**Exercise brief:** Below are lines of data, and only some are wanted. Please repeat exactly those from the line that has "pub fn as_str(&self)" through the line that has "pub fn mark_responded(&mut".

**Entries supplied:**
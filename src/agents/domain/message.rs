//! Messages exchanged between the user and agent instances

use chrono::{DateTime, Utc};
use serde::{Deserialize, Serialize};
use serde_json::Value;

use super::agent::AgentRole;

/// One side of a hand-off.
#[derive(Debug, Clone, PartialEq, Eq, Serialize, Deserialize)]
#[serde(tag = "kind", rename_all = "snake_case")]
pub enum Participant {
    User { user_id: String },
    Agent { instance_id: String, role: AgentRole },
}

impl Participant {
    pub fn agent(instance_id: impl Into<String>, role: AgentRole) -> Self {
        Participant::Agent {
            instance_id: instance_id.into(),
            role,
        }
    }

    pub fn user(user_id: impl Into<String>) -> Self {
        Participant::User {
            user_id: user_id.into(),
        }
    }
}

#[derive(Debug, Clone, Copy, PartialEq, Eq, Serialize, Deserialize)]
#[serde(rename_all = "snake_case")]
pub enum MessageType {
    /// User request addressed to an agent
    Instruction,
    /// Agent output returned to the user
    Response,
    TaskAssignment,
    StatusUpdate,
    Question,
}

impl MessageType {
    pub fn as_str(&self) -> &'static str {
        match self {
            MessageType::Instruction => "instruction",
            MessageType::Response => "response",
            MessageType::TaskAssignment => "task_assignment",
            MessageType::StatusUpdate => "status_update",
            MessageType::Question => "question",
        }
    }
}

/// Directed, immutable record of one hand-off. Only `responded` changes,
/// and only once.
#[derive(Debug, Clone, PartialEq, Serialize, Deserialize)]
pub struct AgentMessage {
    pub id: String,
    pub project_id: String,
    pub from: Participant,
    pub to: Participant,
    pub message_type: MessageType,
    pub content: Value,
    pub requires_response: bool,
    responded: bool,
    pub created_at: DateTime<Utc>,
}

impl AgentMessage {
    pub fn new(
        project_id: impl Into<String>,
        from: Participant,
        to: Participant,
        message_type: MessageType,
        content: Value,
        requires_response: bool,
    ) -> Self {
        Self {
            id: uuid::Uuid::new_v4().to_string(),
            project_id: project_id.into(),
            from,
            to,
            message_type,
            content,
            requires_response,
            responded: false,
            created_at: Utc::now(),
        }
    }

    /// Rebuilds a stored message, including its responded flag.
    pub fn restore(mut self, responded: bool) -> Self {
        self.responded = responded;
        self
    }

    pub fn responded(&self) -> bool {
        self.responded
    }

    /// Returns true only on the call that flips the flag.
    pub fn mark_responded(&mut self) -> bool {
        if self.responded {
            return false;
        }
        self.responded = true;
        true
    }
}

#[derive(Debug, Clone, Copy, PartialEq, Eq, Serialize, Deserialize)]
#[serde(rename_all = "snake_case")]
pub enum TurnRole {
    User,
    Assistant,
}

/// Entry in an instance's conversation history
#[derive(Debug, Clone, PartialEq, Serialize, Deserialize)]
pub struct ConversationTurn {
    pub role: TurnRole,
    pub content: String,
    pub at: DateTime<Utc>,
}

impl ConversationTurn {
    pub fn user(content: impl Into<String>) -> Self {
        Self {
            role: TurnRole::User,
            content: content.into(),
            at: Utc::now(),
        }
    }

    pub fn assistant(content: impl Into<String>) -> Self {
        Self {
            role: TurnRole::Assistant,
            content: content.into(),
            at: Utc::now(),
        }
    }
}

**Response to this exercise:**
    pub fn as_str(&self) -> &'static str {
        match self {
            MessageType::Instruction => "instruction",
            MessageType::Response => "response",
            MessageType::TaskAssignment => "task_assignment",
            MessageType::StatusUpdate => "status_update",
            MessageType::Question => "question",
        }
    }
}

/// Directed, immutable record of one hand-off. Only `responded` changes,
/// and only once.
#[derive(Debug, Clone, PartialEq, Serialize, Deserialize)]
pub struct AgentMessage {
    pub id: String,
    pub project_id: String,
    pub from: Participant,
    pub to: Participant,
    pub message_type: MessageType,
    pub content: Value,
    pub requires_response: bool,
    responded: bool,
    pub created_at: DateTime<Utc>,
}

impl AgentMessage {
    pub fn new(
        project_id: impl Into<String>,
        from: Participant,
        to: Participant,
        message_type: MessageType,
        content: Value,
        requires_response: bool,
    ) -> Self {
        Self {
            id: uuid::Uuid::new_v4().to_string(),
            project_id: project_id.into(),
            from,
            to,
            message_type,
            content,
            requires_response,
            responded: false,
            created_at: Utc::now(),
        }
    }

    /// Rebuilds a stored message, including its responded flag.
    pub fn restore(mut self, responded: bool) -> Self {
        self.responded = responded;
        self
    }

    pub fn responded(&self) -> bool {
        self.responded
    }

    /// Returns true only on the call that flips the flag.
    pub fn mark_responded(&mut self) -> bool {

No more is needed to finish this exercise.